I told my colleagues in the remote workplace that I wouldn't be there for the daily video chat because of the death in the family. It's the kind of organization that understands such things.

Sylvia the Cat: March 30, 2000 - June 23 2017


April 8, 2005: Sylvia soon after she arrived. Her original name in the shelter had been "Babe."


May 5, 2005: Sylvia with a time capsule that is still there on the bedrock (now beneath a couple feet of soil). (Click to enlarge)


Feb. 20, 2006: A dining room scene. Sylvia in the foreground with Clarence in the background.


Feb. 20, 2006: A dining room scene. Sylvia with the contrast turned up so you can see her eyes.


Feb. 20, 2006: A dining room scene. Sylvia in the foreground with Clarence and Julius (aka "Stripey") in the background. (Click to enlarge)


March 9, 2006: Sylvia on top of Eleanor the Dog.


May 31, 2007: Sylvia walking away from Julius (aka "Stripey").


April 23, 2008: Sylvia with Marie (aka "the Old 'the Baby'").


June 9, 2009: Sylvia on the railing of the laboratory deck, half of a stereo photo. (Click to enlarge)


March 5, 2010: Clockwise from Eleanor the Dog: Marie (aka "the Old 'the Baby'"), Julius (aka "Stripey"), and Sylvia. All these creatures are now dead.


Nov. 15, 2010: From left: Julius (aka "Stripey"), Eleanor, Gretchen, Sylvia, Sally (on the floor). All these creatures except Gretchen are dead. (Click to enlarge)

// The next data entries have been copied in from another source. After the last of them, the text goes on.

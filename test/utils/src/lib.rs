pub fn specification_json() -> &'static str {
    return r#"{
  "title": "LedgerLens",
  "shortDescription": "Real-time reconciliation dashboard for mid-market trading desks.",
  "problem": "Trade breaks surface hours after markets close, forcing manual spreadsheet triage.",
  "solution": "Stream fills and ledger entries into a matching engine that surfaces breaks as they happen.",
  "targetUsers": ["Treasury Operations Lead", "Fund Accountant"],
  "features": ["Streaming trade matching", "Break ageing heatmap"],
  "techStack": ["React", "TypeScript", "Vite", "TanStack Query", "Recharts"],
  "toolsAndAI": ["Sentry for monitoring", "Gemini API for break summarization"],
  "implementationSteps": ["Model the ledger schema", "Build the ingest worker", "Ship the dashboard"],
  "userExperienceTips": ["Keep break counts visible at all times"],
  "security": ["End-to-end encryption", "SOC 2 audit logging"],
  "risks": ["GDPR compliance for EU counterparties"],
  "limitations": ["Single-currency MVP"],
  "complexity": "Advanced",
  "realWorldImpact": "Cuts reconciliation close from hours to minutes."
}"#;
}

pub fn second_specification_json() -> &'static str {
    return r#"{
  "title": "AuditTrail Copilot",
  "shortDescription": "Evidence collection workspace for SOC 2 audits.",
  "problem": "Compliance teams chase screenshots across a dozen SaaS tools every quarter.",
  "solution": "Centralize evidence pulls behind one review queue with automated freshness checks.",
  "targetUsers": ["Compliance Manager"],
  "features": ["Evidence freshness tracking"],
  "techStack": ["React", "Remix", "Prisma"],
  "toolsAndAI": ["Vanta API for control mapping"],
  "implementationSteps": ["Wire up SaaS connectors", "Build the review queue"],
  "userExperienceTips": ["Default to the oldest unreviewed item"],
  "security": ["Scoped OAuth tokens"],
  "risks": ["Connector API churn"],
  "limitations": ["No custom control frameworks"],
  "complexity": "Intermediate",
  "realWorldImpact": "Audit prep drops from six weeks to one."
}"#;
}

pub fn specifications_json() -> String {
    return format!("[{},{}]", specification_json(), second_specification_json());
}

/// Wraps generated text in the candidates envelope the Gemini API returns.
pub fn generation_envelope(text: &str) -> String {
    return serde_json::json!({
        "candidates": [{
            "content": {
                "parts": [{
                    "text": text,
                }],
            },
        }],
    })
    .to_string();
}
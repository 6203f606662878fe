use chrono::Local;
use chrono::SecondsFormat;
use serde_derive::Deserialize;
use serde_derive::Serialize;
use uuid::Uuid;

use super::GenerationRequest;
use super::ProjectSpecification;

/// One completed generation as it sits in the history file. Entries are
/// immutable once written; newest first.
#[derive(Clone, Debug, PartialEq, Eq, Serialize, Deserialize)]
pub struct HistoryEntry {
    pub id: String,
    pub timestamp: String,
    pub request: GenerationRequest,
    pub result: Vec<ProjectSpecification>,
}

impl HistoryEntry {
    pub fn new(request: GenerationRequest, result: Vec<ProjectSpecification>) -> HistoryEntry {
        return HistoryEntry {
            id: Uuid::new_v4().to_string(),
            timestamp: Local::now().to_rfc3339_opts(SecondsFormat::Secs, false),
            request,
            result,
        };
    }

    /// Label shown in the history sidebar and `history list`.
    pub fn label(&self) -> String {
        let title = self
            .result
            .first()
            .map(|spec| return spec.title.clone())
            .unwrap_or_else(|| return "Untitled".to_string());

        return format!("{} : {}", self.request.industry, title);
    }
}
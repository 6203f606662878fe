#![deny(clippy::implicit_return)]
#![allow(clippy::needless_return)]

use anyhow::Result;
use vergen::EmitBuilder;

fn main() -> Result<()> {
    EmitBuilder::builder().all_git().emit()?;

    return Ok(());
}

Dec. 25, 2010: Sylvia with me as I ply the internet on a netbook. (Click to enlarge)


Jan. 19, 2011: Painting of Sylvia.


Feb. 11, 2011: Sylvia in the living room.


May 22, 2011: Sylvia in the laboratory.


Jul. 8, 2011: Breakfast time for kitties! From left: Marie (aka "the Baby")


June 6, 2012: Sylvia as her alter-ego Dusty McGee. (Click to enlarge)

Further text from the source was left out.